— TASK DIRECTIONS —
Search the records for lines with the word "NaiveTime" and copy each match.

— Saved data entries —
//! Troca do contador do dispositivo (`[<millis>]`) pelo relógio do host.
//!
//! O relógio do dispositivo não é sincronizado e reinicia a cada boot.

use chrono::NaiveTime;
use regex::Regex;
use std::borrow::Cow;
use std::sync::LazyLock;

static DEVICE_STAMP: LazyLock<Regex> =
    LazyLock::new(|| Regex::new(r"^\[\d+\]").expect("regex de timestamp inválida"));

/// Formato do horário do host nas linhas reescritas.
pub const HOST_TIME_FORMAT: &str = "%H:%M:%S";

/// Substitui o prefixo `[<dígitos>]` por `[HH:MM:SS]`.
///
/// Linhas sem o prefixo na posição 0 são devolvidas sem alocação.
pub fn rewrite_timestamp(line: &str, host_time: NaiveTime) -> Cow<'_, str> {
    match DEVICE_STAMP.find(line) {
        Some(m) => {
            let stamp = host_time.format(HOST_TIME_FORMAT);
            Cow::Owned(format!("[{stamp}]{}", &line[m.end()..]))
        }
        None => Cow::Borrowed(line),
    }
}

— WRITTEN SOLUTION —
use chrono::NaiveTime;
pub fn rewrite_timestamp(line: &str, host_time: NaiveTime) -> Cow<'_, str> {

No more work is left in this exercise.